Goodbye, Toilet Door

There are a few things in life that I have always felt were inviolate privileges. Like toileting. Specifically, privacy during toileting. I feel that privacy during toileting is a reasonable expectation to have, as a 30-something Aussie girl. But, alas, I have finally conceded defeat. Much to the satisfaction of my 3 dependants, when it’s just the 4 of us at home, I have given up trying to close the toilet door when I am going about my business.

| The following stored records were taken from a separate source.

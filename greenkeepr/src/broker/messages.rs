//! Messages exchanged between stages.

use crate::repository::ModuleConfig;
use serde::{Deserialize, Serialize};

/// Topic of repository toggle events.
pub const TOGGLE_TOPIC: &str = "toggle-repository";

/// Topic of check requests for one language, e.g. `greenkeep-ruby`.
pub fn check_topic(plugin: &str, language: &str) -> String {
    format!("{plugin}-{language}")
}

/// A repository is due for a scan. Published on the `<plugin>` topic.
#[derive(Debug, Clone, PartialEq, Eq, Serialize, Deserialize)]
#[serde(rename_all = "PascalCase")]
pub struct RepositoryDue {
    #[serde(rename = "RepositoryID")]
    pub repository_id: String,
    pub plugin: String,
}

/// One module of a repository should be checked.
#[derive(Debug, Clone, PartialEq, Eq, Serialize, Deserialize)]
#[serde(rename_all = "PascalCase")]
pub struct CheckRequested {
    pub config: ModuleConfig,
    #[serde(rename = "RepositoryID")]
    pub repository_id: String,
}

/// A plugin was toggled on a repository; its configuration may have changed.
#[derive(Debug, Clone, PartialEq, Eq, Serialize, Deserialize)]
#[serde(rename_all = "PascalCase")]
pub struct RepositoryToggled {
    #[serde(rename = "RepositoryID")]
    pub repository_id: String,
}
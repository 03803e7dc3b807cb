//! Processing result types.

use crate::pipeline::{ModuleOutcome, UpdateError};
use crate::repository::ModuleConfig;
use tracing::{debug, error, info};

/// Result of processing a single repository or module.
#[derive(Debug, Clone)]
pub enum ProcessingResult {
    /// The module job ran to an outcome.
    Completed {
        /// Repository full name.
        repository: String,
        /// The checked module.
        module: ModuleConfig,
        /// How the job ended.
        outcome: ModuleOutcome,
    },

    /// Processing was skipped.
    Skipped {
        /// Repository full name.
        repository: String,
        /// The module, if the skip concerns a single module.
        module: Option<ModuleConfig>,
        /// Reason for skipping.
        reason: String,
    },

    /// Processing failed.
    Failed {
        /// Repository full name.
        repository: String,
        /// The module, if the failure concerns a single module.
        module: Option<ModuleConfig>,
        /// Error message.
        error: String,
    },
}

impl ProcessingResult {
    /// Maps a job result; silent errors become skips.
    pub fn from_job(
        repository: &str,
        module: &ModuleConfig,
        result: Result<ModuleOutcome, UpdateError>,
    ) -> Self {
        match result {
            Ok(outcome) => ProcessingResult::Completed {
                repository: repository.to_string(),
                module: module.clone(),
                outcome,
            },
            Err(e) if e.is_silent() => ProcessingResult::Skipped {
                repository: repository.to_string(),
                module: Some(module.clone()),
                reason: e.to_string(),
            },
            Err(e) => ProcessingResult::Failed {
                repository: repository.to_string(),
                module: Some(module.clone()),
                error: e.to_string(),
            },
        }
    }

    /// Logs the result at a level matching its severity.
    pub fn log(&self) {
        match self {
            ProcessingResult::Completed {
                repository,
                module,
                outcome,
            } => {
                info!(
                    repo = %repository,
                    language = %module.language,
                    path = %module.path,
                    outcome = outcome.as_str(),
                    "Module processed"
                );
            }
            ProcessingResult::Skipped {
                repository, reason, ..
            } => {
                debug!(repo = %repository, reason = %reason, "Skipped");
            }
            ProcessingResult::Failed {
                repository,
                module,
                error,
            } => {
                error!(
                    repo = %repository,
                    language = module.as_ref().map(|m| m.language.as_str()),
                    path = module.as_ref().map(|m| m.path.as_str()),
                    error = %error,
                    "Processing failed"
                );
            }
        }
    }
}
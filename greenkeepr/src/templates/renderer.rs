//! Template renderer.

use super::TemplateError;
use crate::config::LanguageSettings;
use handlebars::{no_escape, Context, Handlebars, Helper, HelperResult, Output, RenderContext};
use serde::Serialize;

/// Placeholder of the marker block in body templates.
const MARKER_PLACEHOLDER: &str = "marker";

/// Creates a configured Handlebars registry with custom helpers.
///
/// The registry is configured with:
/// - No HTML escaping (for markdown output)
/// - Strict mode (catches missing variables)
/// - `eq` helper for equality comparisons
#[must_use]
pub fn create_handlebars_registry() -> Handlebars<'static> {
    let mut hbs = Handlebars::new();

    // Disable HTML escaping for markdown output
    hbs.register_escape_fn(no_escape);

    // Enable strict mode to catch missing variables
    hbs.set_strict_mode(true);

    hbs.register_helper("eq", Box::new(eq_helper));

    hbs
}

/// Helper function for equality comparison in templates.
///
/// Usage: `{{#if (eq language "ruby")}}...{{/if}}`
fn eq_helper(
    h: &Helper,
    _: &Handlebars,
    _: &Context,
    _: &mut RenderContext,
    out: &mut dyn Output,
) -> HelperResult {
    let param1 = h.param(0).and_then(|v| v.value().as_str());
    let param2 = h.param(1).and_then(|v| v.value().as_str());

    let result = match (param1, param2) {
        (Some(a), Some(b)) => a == b,
        _ => false,
    };

    out.write(if result { "true" } else { "" })?;
    Ok(())
}

/// Variables available to title, body and commit message templates.
#[derive(Debug, Clone, Serialize)]
pub struct UpdateContext<'a> {
    /// Language name, e.g. "ruby".
    pub language: &'a str,

    /// Module path as configured.
    pub path: &'a str,

    /// Updated dependency names.
    pub dependencies: &'a [String],

    /// Rendered marker block.
    pub marker: &'a str,

    /// Repository full name.
    pub repository: &'a str,
}

/// Renders the configured pull request texts.
pub struct TemplateRenderer {
    handlebars: Handlebars<'static>,
}

impl Default for TemplateRenderer {
    fn default() -> Self {
        Self::new()
    }
}

impl TemplateRenderer {
    /// Creates a new template renderer.
    #[must_use]
    pub fn new() -> Self {
        Self {
            handlebars: create_handlebars_registry(),
        }
    }

    /// Renders the pull request title.
    ///
    /// # Errors
    ///
    /// Returns an error if template rendering fails.
    pub fn render_pr_title(
        &self,
        settings: &LanguageSettings,
        context: &UpdateContext<'_>,
    ) -> Result<String, TemplateError> {
        Ok(self
            .handlebars
            .render_template(&settings.pr_title_format, context)?
            .trim()
            .to_string())
    }

    /// Renders the pull request body.
    ///
    /// The marker block is appended if the template does not place it.
    ///
    /// # Errors
    ///
    /// Returns an error if template rendering fails.
    pub fn render_pr_body(
        &self,
        settings: &LanguageSettings,
        context: &UpdateContext<'_>,
    ) -> Result<String, TemplateError> {
        let mut body = self
            .handlebars
            .render_template(&settings.pr_body_format, context)?;

        if !settings.pr_body_format.contains(MARKER_PLACEHOLDER) || !body.contains(context.marker) {
            if !body.is_empty() && !body.ends_with('\n') {
                body.push('\n');
            }
            body.push('\n');
            body.push_str(context.marker);
        }

        Ok(body)
    }

    /// Renders the commit message.
    ///
    /// # Errors
    ///
    /// Returns an error if template rendering fails.
    pub fn render_commit_message(
        &self,
        settings: &LanguageSettings,
        context: &UpdateContext<'_>,
    ) -> Result<String, TemplateError> {
        Ok(self
            .handlebars
            .render_template(&settings.commit_message_format, context)?)
    }
}

#[cfg(test)]
mod tests {
    use super::*;
    use crate::manifest::Language;

    const MARKER: &str = "```\n# ruby dependencies in .\n[\n\t\"rails\"\n]\n```";

    fn context(dependencies: &[String]) -> UpdateContext<'_> {
        UpdateContext {
            language: "ruby",
            path: ".",
            dependencies,
            marker: MARKER,
            repository: "acme/app",
        }
    }

    #[test]
    fn test_render_default_texts() {
        let renderer = TemplateRenderer::new();
        let settings = LanguageSettings::builtin(Language::Ruby);
        let dependencies = vec!["rails".to_string()];
        let context = context(&dependencies);

        assert_eq!(
            renderer.render_pr_title(&settings, &context).unwrap(),
            "Update your RB dependencies"
        );
        assert_eq!(
            renderer.render_commit_message(&settings, &context).unwrap(),
            "update rb dependencies"
        );
        assert_eq!(
            renderer.render_pr_body(&settings, &context).unwrap(),
            format!(
                "This PR updates dependencies, which have not been covered by your versions so far:\n\n{MARKER}"
            )
        );
    }

    #[test]
    fn test_body_without_marker_placeholder_gets_marker() {
        let renderer = TemplateRenderer::new();
        let mut settings = LanguageSettings::builtin(Language::Ruby);
        settings.pr_body_format = "Bumps {{#each dependencies}}`{{this}}` {{/each}}".to_string();
        let dependencies = vec!["rails".to_string()];

        let body = renderer.render_pr_body(&settings, &context(&dependencies)).unwrap();

        assert_eq!(body, format!("Bumps `rails` \n\n{MARKER}"));
    }

    #[test]
    fn test_render_conditional_eq() {
        let renderer = TemplateRenderer::new();
        let mut settings = LanguageSettings::builtin(Language::Ruby);
        settings.pr_title_format =
            r#"{{#if (eq language "ruby")}}Bundle update{{else}}npm update{{/if}} in {{repository}}"#
                .to_string();
        let dependencies = vec![];

        let title = renderer.render_pr_title(&settings, &context(&dependencies)).unwrap();

        assert_eq!(title, "Bundle update in acme/app");
    }

    #[test]
    fn test_strict_mode_rejects_unknown_variables() {
        let renderer = TemplateRenderer::new();
        let mut settings = LanguageSettings::builtin(Language::Ruby);
        settings.commit_message_format = "update {{nope}}".to_string();
        let dependencies = vec![];

        assert!(renderer
            .render_commit_message(&settings, &context(&dependencies))
            .is_err());
    }

    #[test]
    fn test_no_html_escaping() {
        let renderer = TemplateRenderer::new();
        let mut settings = LanguageSettings::builtin(Language::Ruby);
        settings.pr_title_format = "<{{path}}> & {{language}}".to_string();
        let dependencies = vec![];

        let title = renderer.render_pr_title(&settings, &context(&dependencies)).unwrap();

        assert_eq!(title, "<.> & ruby");
    }
}
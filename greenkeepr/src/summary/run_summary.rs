//! Run summary types.

use super::result::ProcessingResult;
use crate::pipeline::ModuleOutcome;

/// Summary of a one-shot run.
#[derive(Debug, Clone, Default)]
pub struct RunSummary {
    /// Number of repositories with the plugin enabled.
    pub repositories_scanned: usize,

    /// Number of module jobs that ran to an outcome.
    pub modules_checked: usize,

    /// Number of pull requests opened.
    pub pull_requests_created: usize,

    /// Number of patched modules not published because of dry-run mode.
    pub would_publish: usize,

    /// Number of modules whose update is already proposed.
    pub already_proposed: usize,

    /// Number of modules without outdated dependencies.
    pub up_to_date: usize,

    /// Number of modules with outdated but undeclared dependencies.
    pub nothing_patched: usize,

    /// Number of repositories or modules skipped.
    pub skipped: usize,

    /// Number of repositories or modules that failed.
    pub failed: usize,

    /// Whether this was a dry run.
    pub dry_run: bool,
}

impl RunSummary {
    /// Creates a new empty summary.
    #[must_use]
    pub fn new(dry_run: bool) -> Self {
        Self {
            dry_run,
            ..Default::default()
        }
    }

    /// Updates the summary with a processing result.
    pub fn record_result(&mut self, result: &ProcessingResult) {
        match result {
            ProcessingResult::Completed { outcome, .. } => {
                self.modules_checked += 1;
                match outcome {
                    ModuleOutcome::UpToDate => self.up_to_date += 1,
                    ModuleOutcome::NothingPatched { .. } => self.nothing_patched += 1,
                    ModuleOutcome::AlreadyProposed { .. } => self.already_proposed += 1,
                    ModuleOutcome::DryRun { .. } => self.would_publish += 1,
                    ModuleOutcome::Published(_) => self.pull_requests_created += 1,
                }
            }
            ProcessingResult::Skipped { .. } => self.skipped += 1,
            ProcessingResult::Failed { .. } => self.failed += 1,
        }
    }

    /// Returns true if any failures occurred.
    #[must_use]
    pub fn has_failures(&self) -> bool {
        self.failed > 0
    }

    /// Returns true if all operations were successful.
    #[must_use]
    pub fn all_success(&self) -> bool {
        self.failed == 0
    }
}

Mysti and Maggie have been trying to breach this barrier for months. Each time I entered the ‘Room of Smells’, I knew that when I emerged, I should expect to see at least one but usually two, hairy little faces waiting for me, indignant that I had dared to make myself inaccessible. And if the girls felt that I was dawdling behind that closed door, I would hear a clawed knocking to let me know it was time to hurry up and flush. I was resolute though – the door stayed closed until I was darned good and ready.

Angus, to his credit, has managed to wear me down in less than 3 months. Please don’t mistake this for any sort of maternal attachment or bonding. No, no, this is all about self preservation. You see, my little Squawky McSquawkerson does not like to be left alone and is prepared to fight dirty – the pitch of his screams can get so shrill that it causes me physical pain, so much so that on a few occasions I have actually been driven to smack myself in the head in an attempt at diversion therapy. (So to paint the picture, I am sitting in that small ‘Room of Smells’ all by myself, pants around my ankles and slapping my ear while my son screeches on the other side of the door. Parenting breeds insanity.)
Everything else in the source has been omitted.